BACK TO THE WAY OF SANTIAGO
"We are pilgrims. The most important thing is to be able to return to the Camino". This is how Lea Pennock began her speech, because of the limitations that many countries have to be able to leave their countries and come to the Camino, and that could be the summary of a meeting that served to meet again, physically and virtually, members of associations, institutions and companies with a common goal: to continue working for and with the Camino de Santiago.
As stated by the Association of Friends of the Camino de México, "Walking together, walking more". And with this philosophy of collaboration the Meeting in Fromista was closed.

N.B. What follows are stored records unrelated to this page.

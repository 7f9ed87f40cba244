//! Shared test helpers for license tests.

#![allow(dead_code)]

use hook_license::TrustAnchor;
use jsonwebtoken::{encode, Algorithm, EncodingKey, Header};
use serde_json::{json, Value};

/// Private key whose public half is [`SIGNING_PUBLIC_KEY`].
pub const SIGNING_KEY: &str = include_str!("../fixtures/signing_key.pem");

/// Public half of [`SIGNING_KEY`].
pub const SIGNING_PUBLIC_KEY: &str = include_str!("../fixtures/signing_key.pub.pem");

/// Unrelated private key, for tokens the anchor must not accept.
pub const FOREIGN_KEY: &str = include_str!("../fixtures/foreign_key.pem");

/// Returns an anchor matching [`SIGNING_KEY`].
pub fn test_anchor() -> TrustAnchor {
    TrustAnchor::from_pem(SIGNING_PUBLIC_KEY)
}

/// Signs `claims` as an RS256 JWT with the given PEM private key.
pub fn sign_with(private_pem: &str, claims: &Value) -> String {
    let key = EncodingKey::from_rsa_pem(private_pem.as_bytes()).unwrap();
    encode(&Header::new(Algorithm::RS256), claims, &key).unwrap()
}

/// Signs `claims` with the test signing key.
pub fn sign(claims: &Value) -> String {
    sign_with(SIGNING_KEY, claims)
}

pub fn now() -> i64 {
    chrono::Utc::now().timestamp()
}

/// Claims carrying both the license and hiphops.io sections, valid for an hour.
pub fn full_claims() -> Value {
    json!({
        "sub": "acme",
        "iat": now(),
        "exp": now() + 3600,
        "license": {
            "plan": "enterprise",
            "seats": 25,
            "features": ["flows", "audit"]
        },
        "hiphops.io": {
            "identity": "acme-corp",
            "project_id": "proj-42"
        }
    })
}

/// A token that passes every check.
pub fn valid_token() -> String {
    sign(&full_claims())
}
//! Unix socket binding and cleanup.

use std::io;
use std::os::unix::fs::FileTypeExt;
use std::path::{Path, PathBuf};

use anyhow::{bail, Context, Result};
use tokio::net::UnixListener;
use tracing::{info, warn};

/// Socket path the client libraries connect to.
pub const DEFAULT_SOCKET_PATH: &str = "/tmp/hiphops.sock";

/// Removes the socket file when dropped.
#[derive(Debug)]
pub struct SocketGuard {
    path: PathBuf,
}

impl SocketGuard {
    /// Returns the guarded path.
    #[must_use]
    pub fn path(&self) -> &Path {
        &self.path
    }
}

impl Drop for SocketGuard {
    fn drop(&mut self) {
        match std::fs::remove_file(&self.path) {
            Ok(()) => info!("Removed socket {:?}", self.path),
            Err(e) if e.kind() == io::ErrorKind::NotFound => {}
            Err(e) => warn!("Failed to remove socket {:?}: {}", self.path, e),
        }
    }
}

/// Binds a Unix listener at `path`, replacing a stale socket left by a previous run.
///
/// Refuses to touch an existing path that is not a socket. Must be called
/// from within a Tokio runtime.
pub fn bind_socket(path: &Path) -> Result<(UnixListener, SocketGuard)> {
    match std::fs::symlink_metadata(path) {
        Ok(meta) if meta.file_type().is_socket() => {
            warn!("Removing stale socket {:?}", path);
            std::fs::remove_file(path)
                .with_context(|| format!("Failed to remove stale socket {path:?}"))?;
        }
        Ok(_) => bail!("{path:?} exists and is not a socket"),
        Err(e) if e.kind() == io::ErrorKind::NotFound => {}
        Err(e) => return Err(e).with_context(|| format!("Failed to inspect {path:?}")),
    }

    let listener =
        UnixListener::bind(path).with_context(|| format!("Failed to bind socket {path:?}"))?;
    let guard = SocketGuard {
        path: path.to_path_buf(),
    };
    Ok((listener, guard))
}
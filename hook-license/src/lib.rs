//! License verification and caching for the hook daemon.
//!
//! This module handles:
//! - RS256 signature verification of the license token against an embedded public key
//! - Extraction of the `license` and `hiphops.io` claims
//! - A process-lifetime cache of the verification outcome, refreshed only on demand
//!
//! # Design Principles
//!
//! - **Failures are data**: a failed verification is a normal [`LicenseInfo`]
//!   with `verified == false`, never an `Err`
//! - **No phoning home**: verification is offline and synchronous
//! - **No token leakage**: the raw token is never logged or stored
//!
//! # Token Format
//!
//! Tokens are compact JWTs (`header.payload.signature`) signed with RS256.
//! `exp` and `nbf` are honoured when present but not required.

mod anchor;
mod claims;
mod error;
mod service;
mod source;
mod verify;

pub use anchor::TrustAnchor;
pub use claims::{HiphopsClaim, LicenseClaim, LicenseInfo, HIPHOPS_CLAIM, LICENSE_CLAIM};
pub use error::VerifyFailure;
pub use service::LicenseService;
pub use source::{EnvTokenSource, TokenSource, DEFAULT_TOKEN_ENV};
pub use verify::{token_fingerprint, verify};
//! Verification failure codes.

use serde::{Deserialize, Serialize};
use thiserror::Error;

/// Reasons a license token failed verification.
///
/// These are reported as data inside [`crate::LicenseInfo`], serialized as
/// their snake_case code (e.g. `"invalid_license_token"`).
#[derive(Debug, Clone, Copy, PartialEq, Eq, Hash, Error, Serialize, Deserialize)]
#[serde(rename_all = "snake_case")]
pub enum VerifyFailure {
    /// No token was provided.
    #[error("no license token provided")]
    MissingLicenseToken,

    /// The embedded public key could not be parsed.
    #[error("license public key is not a valid PEM RSA public key")]
    InvalidPublicKey,

    /// Token is malformed, has a bad signature, or is outside its validity window.
    #[error("license token is malformed, expired or not signed by the trusted key")]
    InvalidLicenseToken,

    /// Token carries no usable `license` claim.
    #[error("license token has no license claim")]
    MissingLicenseClaim,

    /// Token carries no usable `hiphops.io` claim.
    #[error("license token has no hiphops.io claim")]
    MissingHiphopsClaim,
}

impl VerifyFailure {
    /// Returns the wire code for this failure.
    #[must_use]
    pub fn code(&self) -> &'static str {
        match self {
            Self::MissingLicenseToken => "missing_license_token",
            Self::InvalidPublicKey => "invalid_public_key",
            Self::InvalidLicenseToken => "invalid_license_token",
            Self::MissingLicenseClaim => "missing_license_claim",
            Self::MissingHiphopsClaim => "missing_hiphops_claim",
        }
    }
}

CORREOS was present at this meeting and in it we could also hear the recognition of the work done in times of COVID, both offering daily updated information from our blog (in Spanish and English), and responding to the many pilgrims who contacted us through our Social Networks, in which we also carried out awareness campaigns and mutual support as #COMPARTETUCAMINO.
In those moments when we could not carry out our logistical work, from El Camino con Correos we continue to maintain our commitment and involvement with the Jacobean Routes and above all, with the pilgrims who have done, are doing or will do the Camino.